Some of my friends have said they aren’t going to talk about it with their children and have said they will turn off the television and the radio so that they aren’t exposed to the news.
I understand why they are doing it but that won’t work for me.
Bubble Wrapped Children
It doesn’t work because we can’t wrap our children in bubble wrap and shield them from the world. It won’t work because there is no uniform rule or method of parenting and experience has proven that some parents will share things with kids that I won’t.
Don’t misunderstand, that is not an indictment of parents. I don’t agree with how everyone parents but I am realistic so I knew that when I showed up at my third grader’s school for the afternoon pickup it was possible she might have heard something about the events of the day.
It was why I spent some time considering how to answer any questions she might have and figured out how I would approach things so that she would feel comfortable.
I wanted her to know we trust the school and believe it to be a safe place. Fortunately I didn’t have to have that conversation with her so it didn’t matter.
But I took a very different approach with my son.
Age Appropriate Meets Proactive Response
He is in middle school now and it is a different world from elementary. That is not supposed to be profound or insightful, just realistic.
Kids have internet access through their smartphones, iPads, Kindles and computers. I am not naive enough to believe they don’t use them during school or that they only visit “age appropriate” web sites.
Since we weren’t going to find our own Fortress of Solitude I was confident that there wasn’t going to be any way to keep him from hearing about what happened and decided that a proactive response was the best way to go.
It was a guarantee that I could introduce him to the topic in a manner that I thought was appropriate. That is the sterile way of saying I hoped to explain it in a way that didn’t scare him or give him nightmares.
But it was also recognition that he knows that bad things happen. We have had discussions about 9-11 and the assassination of Dr. King. He knows about the Holocaust and has had more than a couple of discussions about war.
Some of them were with me and some were in school. This wasn’t the first time he has been exposed and sadly it won’t be the last.
What I Said
I told him that there had been a shooting at a school in Connecticut. He asked me if people died and I said that some had. I told him that most people have been saved, but we didn’t get in to many details.
He doesn’t need to know all that.
I reminded him that during any sort of emergency the most important thing he can do is stay calm and make smart decisions. He nodded his head and for a long moment there was nothing but silence.
“Dad, I know you are serious.”
“I know you know. I am just proud of you and I want you to know that I am confident in your abilities.”
What I Didn’t Say
What I didn’t say was that life has shown that crazy things happen and that sometimes no matter what you do bad things happen. I didn’t tell how heartbreaking it was to see pictures and video of kids walking with police and faces of parents in agony.

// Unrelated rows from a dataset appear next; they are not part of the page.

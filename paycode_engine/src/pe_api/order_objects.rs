use serde::{Deserialize, Serialize};

use crate::db_types::Order;

/// The result of reclaiming one batch of expired orders.
#[derive(Debug, Clone, Default, PartialEq, Eq, Serialize, Deserialize)]
pub struct ReclaimResult {
    /// Orders that were closed by this batch, as they are after closing.
    pub closed: Vec<Order>,
    /// Orders that left pending (paid, most likely) between selection and closing.
    pub superseded: usize,
    /// Orders that could not be closed because of a storage error. They stay pending and are retried next time.
    pub failed: usize,
}

impl ReclaimResult {
    pub fn closed_count(&self) -> usize {
        self.closed.len()
    }
}

/// The result of reclaiming expired orders across all accounts.
#[derive(Debug, Clone, Default, PartialEq, Eq, Serialize, Deserialize)]
pub struct ReclaimSummary {
    pub accounts: usize,
    pub closed: Vec<Order>,
    pub superseded: usize,
    pub failed: usize,
    /// Accounts whose batch could not run at all.
    pub failed_accounts: usize,
    pub purged_locks: u64,
}

impl ReclaimSummary {
    pub fn closed_count(&self) -> usize {
        self.closed.len()
    }

    pub fn absorb(&mut self, batch: ReclaimResult) {
        self.closed.extend(batch.closed);
        self.superseded += batch.superseded;
        self.failed += batch.failed;
    }
}
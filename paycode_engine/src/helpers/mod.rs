mod monitor_signature;

pub use monitor_signature::{
    heartbeat_signature,
    push_signature,
    signature_for,
    verify_heartbeat,
    verify_push,
    verify_signature,
    SignatureError,
};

What I didn’t talk about was how I heard parents at school talk about how they would kill those that hurt their children or about the others who said their lives would end if they lost their kids.
But in the recesses of my mind I heard all those things and watched a million memories parade on by.
I asked him if he was worried and he said no. When he asked me if I was worried I shook my head and said I trust the school.
What I Worry About Most
What I worry about most is not the crazy guy shooting up the school but the stupid crap we did. I worry about drunk drivers, falling out of trees, bike accidents and silly decisions to jump from the roof into a swimming pool.
That is not bravado speaking either, it is how I really feel.
But when things like this happen there is that little whisper that says sometimes things happen. It reminds me that no one is immune.
My heart breaks for the people who lost someone yesterday and I pray that they find a way through this all.
And in the silence of the night I hold my breath and hope that statistics are right and that my kids grow up to live healthy, full, rewarding and enriching lives.
Amen.
Hajra says
My six year old nephew lives in California and he asked my sister (his mom) whether someone would come to his school and shoot him down. The question terrified my sister. She says she doesn’t know what to say. And he wants to learn karate now, so that he can beat up the bad guys if they come to his school.
Jack says
Hi Hajra,
Since I live in California I want to say it is the safest place in the world, but I can’t and that is part of why it is scary. I can’t say it because we have seen these incidents can happen anywhere.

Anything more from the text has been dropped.